The peer-reviewed paper Ostrzenski wrote about it got a lot of attention in the interblags, but not all of it was of the "here we go; let's all have orgasms" variety -- plenty of places poked holes (heh) in the research, so here's the other side of things.


Indiana University Professor Debbie Herbenick wrote on the Daily Beast that the case report by itself doesn't have much value.

"It's a single case study involving the dissection of the body of one woman whose sexual experiences are unknown to us," she wrote "Did she find G-spot stimulation to be pleasurable or erotic or more or less likely to lead to orgasm? We don't know. We also don't know much about the anatomical structure identified in the study, described as being bluish and grapelike in appearance. We don't know how many women (if any) have similar structures. And we certainly don't know if the structure has anything to do with G-spot stimulation, sexual pleasure, erotic sensations, or orgasm. It's not like body parts come with pre-labeled signs indicating what they are -- and calling this structure the "G spot" doesn't make it so."

Ouch.

Though Ostrzenski found structures that "resemble erectile tissue -- normally found in areas such as the clitoral body," Rutgers University Professor Barry Komisaruk told New Scientist that the find is "akin to concluding that the Empire State Building is New York City."

Another researcher told the magazine that until the tissues are actually analyzed instead of just looked at, "the significance of the organ that has been uncovered is unclear."

Beverly Whipple, also from Rutgers, was the researcher who popularized the term "G spot" in the early '80s, according to the L.A. Times. She told the paper Ostrzenski didn't find it because "there is not an 'it'... It is not one entity."

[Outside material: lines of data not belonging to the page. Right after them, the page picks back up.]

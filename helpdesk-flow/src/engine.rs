//! Conversation engine: routes one inbound message through the per-user
//! state machine and returns the replies to send.
//!
//! Every `(state, text)` pair maps to exactly one [`Transition`]; invalid
//! answers re-prompt without changing state. Commands are handled before
//! the state machine and work in every state.

use std::sync::Arc;

use knowledge_base::{Matcher, Outcome};
use serde::Serialize;
use tracing::{debug, info, instrument, warn};

use crate::{
    command::Command,
    errors::Result,
    replies,
    session::{Session, SessionFields, SessionStore},
    state::ConversationState,
    ticket::{Ticket, TicketSink},
    validation::{ConnectionKind, YesNo, is_valid_email, parse_connection_kind, parse_yes_no},
};

/// Outcome of one inbound message.
#[derive(Debug, Clone, PartialEq, Eq, Serialize)]
pub struct Reply {
    /// Texts to send, in order. Empty when the message is ignored.
    pub replies: Vec<String>,
    /// State after the message; `None` when no conversation is active.
    pub state: Option<ConversationState>,
}

/// Replies plus the next state for a single step.
#[derive(Debug, Clone, PartialEq, Eq)]
pub struct Transition {
    pub replies: Vec<String>,
    pub next: Option<ConversationState>,
}

impl Transition {
    fn to(next: ConversationState, reply: impl Into<String>) -> Self {
        Self {
            replies: vec![reply.into()],
            next: Some(next),
        }
    }

    fn end(replies: Vec<String>) -> Self {
        Self {
            replies,
            next: None,
        }
    }
}

pub struct ConversationEngine {
    matcher: Arc<Matcher>,
    sessions: Arc<SessionStore>,
    tickets: Arc<dyn TicketSink>,
}

impl ConversationEngine {
    pub fn new(
        matcher: Arc<Matcher>,
        sessions: Arc<SessionStore>,
        tickets: Arc<dyn TicketSink>,
    ) -> Self {
        Self {
            matcher,
            sessions,
            tickets,
        }
    }

    pub fn sessions(&self) -> &Arc<SessionStore> {
        &self.sessions
    }

    /// Processes one message from `user_id`.
    ///
    /// Only `/start` and `/reset` create a session; anything else from an
    /// unknown user is answered without storing state. A session is dropped
    /// as soon as its conversation ends.
    ///
    /// # Errors
    /// `FlowError::TicketStore` when the final ticket cannot be persisted;
    /// the session then stays in `TicketPriority` so the user can resend.
    #[instrument(skip_all, fields(user_id = %user_id, text_len = text.len()))]
    pub async fn handle(&self, user_id: &str, text: &str) -> Result<Reply> {
        let command = Command::parse(text);
        let opens = matches!(command, Some(Command::Start | Command::Reset));

        loop {
            let handle = if opens {
                Some(self.sessions.get_or_create(user_id).await)
            } else {
                self.sessions.get(user_id).await
            };

            let Some(handle) = handle else {
                let mut idle = Session::default();
                let replies = self.respond(&mut idle, command.as_ref(), text).await?;
                return Ok(Reply {
                    replies,
                    state: None,
                });
            };

            let mut session = handle.lock().await;
            if session.is_retired() {
                continue;
            }

            let replies = self.respond(&mut session, command.as_ref(), text).await?;
            if !session.is_active() {
                self.sessions.retire(user_id, &handle, &mut session).await;
            }
            return Ok(Reply {
                replies,
                state: session.state,
            });
        }
    }

    async fn respond(
        &self,
        session: &mut Session,
        command: Option<&Command>,
        text: &str,
    ) -> Result<Vec<String>> {
        match command {
            Some(cmd) => Ok(on_command(session, cmd)),
            None => match session.state {
                Some(state) => {
                    let transition = self.step(state, text, &mut session.fields).await?;
                    Ok(apply(session, transition))
                }
                None => {
                    debug!("no active conversation; message ignored");
                    Ok(Vec::new())
                }
            },
        }
    }

    /// Drops the session for `user_id` without replying.
    pub async fn forget(&self, user_id: &str) -> bool {
        self.sessions.remove(user_id).await
    }

    /// Single state-machine step. Writes collected values into `fields`.
    pub async fn step(
        &self,
        state: ConversationState,
        text: &str,
        fields: &mut SessionFields,
    ) -> Result<Transition> {
        use ConversationState as S;

        let t = match state {
            S::AwaitingProblem => self.on_problem(text, fields).await,

            S::AskingConnectionType => match parse_connection_kind(text) {
                Some(ConnectionKind::Cable) => {
                    Transition::to(S::AskingConnectionChecked, replies::CABLE_CHECK)
                }
                Some(ConnectionKind::Wifi) => {
                    Transition::to(S::AskingConnectionChecked, replies::WIFI_CHECK)
                }
                None => Transition::to(state, replies::CONNECTION_TYPE_REPROMPT),
            },

            S::AskingConnectionChecked => match parse_yes_no(text) {
                Some(YesNo::Yes) => Transition::to(S::Confirming, replies::CHECKED_YES),
                Some(YesNo::No) => Transition::to(S::Confirming, replies::CHECKED_NO),
                None => Transition::to(state, replies::YES_NO_REPROMPT),
            },

            S::Confirming => match parse_yes_no(text) {
                Some(YesNo::Yes) => {
                    Transition::to(S::AskAnotherProblem, replies::ASK_ANOTHER_PROBLEM)
                }
                Some(YesNo::No) => Transition::to(S::ConfirmingTicket, replies::OFFER_TICKET),
                None => Transition::to(state, replies::YES_NO_REPROMPT),
            },

            S::AskAnotherProblem => match parse_yes_no(text) {
                Some(YesNo::Yes) => Transition::to(S::AwaitingProblem, replies::NEXT_PROBLEM),
                Some(YesNo::No) => Transition::end(vec![replies::GOODBYE.to_string()]),
                None => Transition::to(state, replies::YES_NO_REPROMPT),
            },

            S::ConfirmingTicket => match parse_yes_no(text) {
                Some(YesNo::Yes) => Transition::to(S::TicketName, replies::ASK_NAME),
                Some(YesNo::No) => {
                    Transition::to(S::AwaitingProblem, replies::TICKET_DECLINED)
                }
                None => Transition::to(state, replies::YES_NO_REPROMPT),
            },

            S::TicketName => {
                let name = text.trim();
                if name.is_empty() {
                    Transition::to(state, replies::ASK_NAME)
                } else {
                    fields.name = Some(name.to_string());
                    Transition::to(S::TicketEmail, replies::ASK_EMAIL)
                }
            }

            S::TicketEmail => {
                if is_valid_email(text) {
                    fields.email = Some(text.trim().to_string());
                    Transition::to(S::TicketDescription, replies::ASK_DESCRIPTION)
                } else {
                    Transition::to(state, replies::INVALID_EMAIL)
                }
            }

            S::TicketDescription => {
                fields.description = Some(text.trim().to_string());
                Transition::to(S::TicketPriority, replies::ASK_PRIORITY)
            }

            S::TicketPriority => {
                let ticket = Ticket {
                    name: fields.name.clone().unwrap_or_default(),
                    email: fields.email.clone().unwrap_or_default(),
                    description: fields.description.clone().unwrap_or_default(),
                    priority: text.trim().to_lowercase(),
                };
                self.persist(&ticket).await?;
                Transition::end(vec![
                    replies::ticket_summary(&ticket),
                    replies::SESSION_CLOSED.to_string(),
                ])
            }
        };

        debug!(from = %state, to = ?t.next, "transition");
        Ok(t)
    }

    async fn on_problem(&self, text: &str, fields: &mut SessionFields) -> Transition {
        use ConversationState as S;

        let outcome = match self.matcher.classify(text.trim()).await {
            Ok(outcome) => outcome,
            Err(e) => {
                warn!(error = %e, "matcher failed; offering a ticket");
                Outcome::NoMatch
            }
        };

        match outcome {
            Outcome::GuidedFlow { .. } => {
                Transition::to(S::AskingConnectionType, replies::ASK_CONNECTION_TYPE)
            }
            Outcome::DirectAnswer { text, .. } | Outcome::DocumentAnswer { text, .. } => {
                let reply = replies::answer_with_followup(&text);
                fields.last_answer = Some(text);
                Transition::to(S::Confirming, reply)
            }
            Outcome::NoMatch => Transition::to(S::ConfirmingTicket, replies::NO_MATCH),
        }
    }

    async fn persist(&self, ticket: &Ticket) -> Result<()> {
        let sink = Arc::clone(&self.tickets);
        let owned = ticket.clone();
        tokio::task::spawn_blocking(move || sink.append(&owned)).await??;
        Ok(())
    }
}

fn on_command(session: &mut Session, cmd: &Command) -> Vec<String> {
    debug!(command = cmd.as_str(), state = ?session.state, "command");
    match cmd {
        Command::Start => {
            session.restart();
            info!("conversation started");
            vec![replies::START.to_string()]
        }
        Command::Reset => {
            session.restart();
            info!("conversation reset");
            vec![replies::RESET.to_string()]
        }
        Command::Cancel => {
            session.end();
            info!("conversation cancelled");
            vec![replies::CANCEL.to_string()]
        }
        Command::Help => vec![replies::HELP.to_string()],
        Command::Unknown(_) => vec![replies::UNKNOWN_COMMAND.to_string()],
    }
}

fn apply(session: &mut Session, transition: Transition) -> Vec<String> {
    match transition.next {
        Some(next) => session.state = Some(next),
        None => {
            session.end();
            info!("conversation finished");
        }
    }
    transition.replies
}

Over at Scientific American, researcher and textbook author Ricki Lewis criticized the study on several fronts: The first problem, she said, was that the report was based on one person's anatomy.

"Case reports are okay in medical journals, for a rare condition perhaps," she said, "but claiming discovery of a new body part -- a spleen, for example -- requires finding it in more than one body."

(Ostrzenski said that's what he plans to do, but he hasn't yet.)

Lewis also criticized the review system that let Ostrzenski's paper into the discourse, pointing out that in the paper, he mixes up the sexual G spot with a genetic "G spot," which is a reference to a specific DNA sequence and not at all to sex.

"I don't really care about the status of the G-spot," she said. "My greater concern is with the peer review process that this paper passed."

Author and researcher Petra Boynton also has an extensive blog post about the media hype around "discoveries" like this one and of G-spot coverage in general, if you're interested.